While investigators are still piecing together the full extent of his motivations, the manifesto found on him during his arrest suggests deep frustration with the inaccessibility of care and the financial burden of medical expenses.
It’s worth noting the strange role that BDS could have played here. The movement, founded in 2005, calls for economic and cultural boycotts of companies complicit in the oppression of Palestinians. Starbucks and McDonald’s are among the corporations on the boycott list due to their ties to Israel and its policies in occupied territories. If Mangione had chosen to avoid these chains in solidarity, he might have avoided detection, lingering instead in a quieter, independent café far from public scrutiny. Instead, his patronage of these global brands directly facilitated his arrest.
Mangione’s crime has sparked an odd wave of empathy online—not for the violence itself but for the frustration that likely drove it. The U.S. healthcare system is a uniquely predatory machine, where people are denied lifesaving treatments on technicalities, forced to crowdfund surgeries, or crushed under the weight of medical debt. Allena Hansen of California, who was mauled by a bear 15-years-ago, previously stated that the worst part of her experience was not the attack, many surgeries, and years of healing, but dealing with the health insurance companies. Against this backdrop, the alleged grievances in Mangione’s manifesto resonate with a disturbingly familiar tone. What does it say when a shooter targeting a health insurance CEO garners more sympathy than the victim?

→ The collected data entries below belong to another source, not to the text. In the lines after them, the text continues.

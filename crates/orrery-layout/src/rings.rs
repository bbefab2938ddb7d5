//! Concentric ring and angular slice generation.
//!
//! Ring `i` spans `[base + i * gap, base + i * gap + width]`. Every ring
//! becomes three flat primitives stacked a few hundredths apart so they do
//! not z-fight: the colored torus on top, a white backing annulus at the
//! same height facing the other way, and a white outline torus just below.

use std::f32::consts::{FRAC_PI_2, TAU};

use orrery_config::LayoutConfig;
use orrery_geometry::{Geometry, annulus, slice, torus_from_bounds};
use orrery_materials::{
    MaterialSpec, TextureRef, backing_material, outline_material, ring_material, slice_material,
};
use orrery_scene::{Node, Transform};

/// Height of the colored ring above the ground.
pub const RING_OFFSET: f32 = 0.01;
/// Height of the white outline ring; below the ground plane.
pub const OUTLINE_OFFSET: f32 = -0.02;
/// Height of the white backing annulus.
pub const BACKING_OFFSET: f32 = 0.01;

/// Parameters driving ring and slice generation.
#[derive(Debug, Clone, PartialEq)]
pub struct LayoutParams {
    pub base_radius: f32,
    pub ring_gap: f32,
    pub ring_width: f32,
    pub num_rings: u32,
    pub radial_segments: u32,
    pub tubular_segments: u32,
    pub backing_segments: u32,
    pub num_slices: u32,
    /// Angular width of each slice, radians.
    pub slice_angle: f32,
    pub slice_inner_radius: f32,
    pub slice_height: f32,
    pub slice_segments: u32,
    /// Texture applied to every ring except the innermost.
    pub tile: TextureRef,
}

impl LayoutParams {
    pub fn from_config(layout: &LayoutConfig, tile: TextureRef) -> Self {
        Self {
            base_radius: layout.base_radius,
            ring_gap: layout.ring_gap,
            ring_width: layout.ring_width,
            num_rings: layout.num_rings,
            radial_segments: layout.radial_segments,
            tubular_segments: layout.tubular_segments,
            backing_segments: layout.backing_segments,
            num_slices: layout.num_slices,
            slice_angle: layout.slice_angle,
            slice_inner_radius: layout.slice_inner_radius,
            slice_height: layout.slice_height,
            slice_segments: layout.slice_segments,
            tile,
        }
    }
}

/// Radii and tessellation of one ring.
#[derive(Debug, Clone, Copy, PartialEq)]
pub struct RingSpec {
    pub index: u32,
    pub inner_radius: f32,
    pub outer_radius: f32,
    pub radial_segments: u32,
    pub tubular_segments: u32,
    pub is_innermost: bool,
}

/// What a generated primitive represents.
#[derive(Debug, Clone, Copy, PartialEq, Eq, Hash)]
pub enum PrimitiveRole {
    Ring,
    Outline,
    Backing,
    Slice,
}

impl PrimitiveRole {
    fn label(self) -> &'static str {
        match self {
            PrimitiveRole::Ring => "ring",
            PrimitiveRole::Outline => "outline",
            PrimitiveRole::Backing => "backing",
            PrimitiveRole::Slice => "slice",
        }
    }
}

/// A flat primitive placed at a height and tilted about X.
#[derive(Debug, Clone, PartialEq)]
pub struct PrimitiveNode {
    pub role: PrimitiveRole,
    /// Ring index, or slice index for [`PrimitiveRole::Slice`].
    pub index: u32,
    pub geometry: Geometry,
    pub vertical_offset: f32,
    pub rotation_x: f32,
    pub material: MaterialSpec,
}

impl PrimitiveNode {
    /// Scene node name, e.g. `ring-3` or `slice-0`.
    pub fn name(&self) -> String {
        format!("{}-{}", self.role.label(), self.index)
    }

    pub fn transform(&self) -> Transform {
        Transform::from_position(glam::Vec3::new(0.0, self.vertical_offset, 0.0))
            .with_rotation_x(self.rotation_x)
    }

    pub fn into_node(self) -> Node {
        let name = self.name();
        let transform = self.transform();
        Node::mesh(name, self.geometry, self.material).with_transform(transform)
    }
}

/// Radii for every ring, innermost first.
pub fn ring_specs(params: &LayoutParams) -> Vec<RingSpec> {
    (0..params.num_rings)
        .map(|index| {
            let inner_radius = params.base_radius + index as f32 * params.ring_gap;
            RingSpec {
                index,
                inner_radius,
                outer_radius: inner_radius + params.ring_width,
                radial_segments: params.radial_segments,
                tubular_segments: params.tubular_segments,
                is_innermost: index == 0,
            }
        })
        .collect()
}

/// The colored ring, its outline and its backing, in that order.
pub fn ring_nodes(spec: &RingSpec, params: &LayoutParams) -> [PrimitiveNode; 3] {
    let torus = torus_from_bounds(
        spec.inner_radius,
        spec.outer_radius,
        spec.radial_segments,
        spec.tubular_segments,
    );
    [
        PrimitiveNode {
            role: PrimitiveRole::Ring,
            index: spec.index,
            geometry: torus.clone(),
            vertical_offset: RING_OFFSET,
            rotation_x: FRAC_PI_2,
            material: ring_material(spec.is_innermost, &params.tile),
        },
        PrimitiveNode {
            role: PrimitiveRole::Outline,
            index: spec.index,
            geometry: torus,
            vertical_offset: OUTLINE_OFFSET,
            rotation_x: FRAC_PI_2,
            material: outline_material(),
        },
        PrimitiveNode {
            role: PrimitiveRole::Backing,
            index: spec.index,
            geometry: annulus(spec.inner_radius, spec.outer_radius, params.backing_segments),
            vertical_offset: BACKING_OFFSET,
            rotation_x: -FRAC_PI_2,
            material: backing_material(),
        },
    ]
}

/// All ring triples, innermost ring first.
pub fn generate_layout(params: &LayoutParams) -> Vec<PrimitiveNode> {
    let nodes: Vec<PrimitiveNode> = ring_specs(params)
        .iter()
        .flat_map(|spec| ring_nodes(spec, params))
        .collect();
    tracing::debug!(
        rings = params.num_rings,
        primitives = nodes.len(),
        "generated ring layout"
    );
    nodes
}

/// Outer radius of the last ring. With no rings, the would-be first ring's.
/// Slices reach 216 by default, not the 202 that `2 + (n-1)·gap` would give.
pub fn outermost_radius(params: &LayoutParams) -> f32 {
    params.base_radius
        + params.num_rings.saturating_sub(1) as f32 * params.ring_gap
        + params.ring_width
}

/// Glass wedges spaced evenly around the circle, each `slice_angle` wide,
/// reaching from the slice inner radius to the outermost ring.
pub fn slice_region(params: &LayoutParams) -> Vec<PrimitiveNode> {
    if params.num_slices == 0 {
        return Vec::new();
    }
    let step = TAU / params.num_slices as f32;
    if params.num_slices > 1 && params.slice_angle > step {
        // Wedges keep their fixed width, so neighbours overlap.
        tracing::warn!(
            num_slices = params.num_slices,
            slice_angle = params.slice_angle,
            spacing = step,
            "slice width exceeds slice spacing; wedges overlap"
        );
    }

    let outer = outermost_radius(params);
    (0..params.num_slices)
        .map(|i| {
            let start = i as f32 * step;
            PrimitiveNode {
                role: PrimitiveRole::Slice,
                index: i,
                geometry: slice(
                    params.slice_inner_radius,
                    outer,
                    params.slice_segments,
                    start,
                    start + params.slice_angle,
                ),
                vertical_offset: params.slice_height,
                rotation_x: FRAC_PI_2,
                material: slice_material(i == 0, &params.tile),
            }
        })
        .collect()
}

None of this excuses violence, of course. But the Ivy League graduate’s actions do force a reckoning with the desperation that can arise when people feel trapped by systemic injustice. The back pain cited in Mangione’s alleged manifesto serves as a metaphor for the crushing weight of a system that grinds people down until they snap.
Mangione could have definitely channeled his frustrations differently. The BDS movement shows how collective action can challenge entrenched power structures. Had he been part of that movement, his story might have been different. And maybe, just maybe, it’s also a reminder to skip Starbucks next time.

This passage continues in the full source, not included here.